Deniz Kader: NOHlab ekibi çekirdekte Deniz Kader ve Candaş Şişman’dan oluşuyor. Birlikteliğimiz 1999 yılına dayanıyor. Lisede plastik sanatlar eğitimi aldık; daha sonra üniversite eğitimimizi animasyon ve hareketli görüntü üzerine tamamladık. Üniversite dönemimizde bir yıl Hollanda’da multimedya tasarımı üzerine çalışma fırsatı bulduk. Bu süre zarfında Hollanda’da birçok yeni medya festivali ve çalışmalarını gözlemleme şansımız oldu. Uzun bir süreci kapsayan bu birikimi 2011 yılında ismini verdiğimiz NOHlab oluşumumuzun çatısı altına topladık.

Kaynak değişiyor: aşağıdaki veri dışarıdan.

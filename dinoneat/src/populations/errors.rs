use thiserror::Error;

use std::error::Error as StdError;

/// Inconsistent population or genetic parameters.
/// Always fatal at construction time.
#[derive(Debug, Error, PartialEq)]
pub enum ConfigError {
    /// A probability was outside of `[0.0, 1.0]`.
    #[error("`{parameter}` must be a probability in [0, 1], got {value}")]
    ProbabilityOutOfRange { parameter: &'static str, value: f32 },
    /// A magnitude was negative or not finite.
    #[error("`{parameter}` must be finite and non-negative, got {value}")]
    Negative { parameter: &'static str, value: f32 },
    /// A magnitude was zero, negative or not finite.
    #[error("`{parameter}` must be finite and positive, got {value}")]
    NonPositive { parameter: &'static str, value: f32 },
    /// The survival threshold leaves nobody to breed from.
    #[error("survival threshold {survival_threshold} leaves an empty breeding pool in a population of {size}")]
    EmptyBreedingPool { size: usize, survival_threshold: f32 },
    /// Elites would fill the entire next generation.
    #[error("elitism of {elitism} leaves no room for offspring in a population of {size}")]
    ElitismExceedsSize { elitism: usize, size: usize },
    /// A count parameter that must be at least one was zero.
    #[error("`{parameter}` must be at least 1")]
    Zero { parameter: &'static str },
}

impl ConfigError {
    /// Checks that `value` lies in `[0.0, 1.0]`.
    ///
    /// # Examples
    /// ```
    /// use dinoneat::ConfigError;
    ///
    /// assert!(ConfigError::check_probability("chance", 0.5).is_ok());
    /// assert!(ConfigError::check_probability("chance", 1.5).is_err());
    /// assert!(ConfigError::check_probability("chance", f32::NAN).is_err());
    /// ```
    pub fn check_probability(parameter: &'static str, value: f32) -> Result<(), ConfigError> {
        if (0.0..=1.0).contains(&value) {
            Ok(())
        } else {
            Err(ConfigError::ProbabilityOutOfRange { parameter, value })
        }
    }

    /// Checks that `value` is finite and `≥ 0`.
    pub fn check_non_negative(parameter: &'static str, value: f32) -> Result<(), ConfigError> {
        if value.is_finite() && value >= 0.0 {
            Ok(())
        } else {
            Err(ConfigError::Negative { parameter, value })
        }
    }

    /// Checks that `value` is finite and `> 0`.
    pub fn check_positive(parameter: &'static str, value: f32) -> Result<(), ConfigError> {
        if value.is_finite() && value > 0.0 {
            Ok(())
        } else {
            Err(ConfigError::NonPositive { parameter, value })
        }
    }
}

/// Errors surfaced by a [`Population`].
///
/// Whenever one of these is returned the population is left
/// exactly as it was before the failing call, so evolution can
/// be resumed (or the population saved) from the last good state.
///
/// [`Population`]: crate::Population
#[derive(Debug, Error)]
pub enum PopulationError {
    #[error("invalid configuration: {0}")]
    Config(#[from] ConfigError),
    /// `evolve` was called before every genome of the
    /// generation received a fitness value.
    #[error("generation {generation} has not been fully evaluated")]
    NotEvaluated { generation: usize },
    /// The fitness collaborator failed for one genome.
    #[error("fitness evaluation of genome {genome} failed in generation {generation}")]
    Fitness {
        generation: usize,
        genome: usize,
        #[source]
        source: Box<dyn StdError + Send + Sync>,
    },
    /// The fitness collaborator returned a negative or non-finite value.
    #[error("genome {genome} was assigned invalid fitness {value} in generation {generation}")]
    InvalidFitness {
        generation: usize,
        genome: usize,
        value: f32,
    },
    /// A restored population holds more genomes than the configured size.
    #[error("{count} genomes cannot fit in a population of size {size}")]
    TooManyGenomes { count: usize, size: usize },
    /// A restored genome does not match the genetic configuration.
    #[error("genome {index} does not conform to the genetic configuration")]
    NonconformingGenome { index: usize },
}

Pek çok farklı disiplini barındıran bir yapımız var; yeni medya diye tabir ettiğimiz alanda ürettiğimiz işleri birden çok disiplini bir araya getirerek ortaya çıkarıyoruz. Proje geliştirdiğimiz alanlar; hareketli grafik olarak tanımladığımız animasyon, kısa film, video mapping, deneyim tasarımı, görsel işitsel performans ve yerleştirme sanatı (enstalasyon). Çalıştığımız çeşitli marka ve kurumlardan bazıları; Chanel, Pink Floyd, Ars Electronica Festivali, Prag Filarmoni Orkestrası, Nike, Land Rover, TedX ve Scriabin Müzesi.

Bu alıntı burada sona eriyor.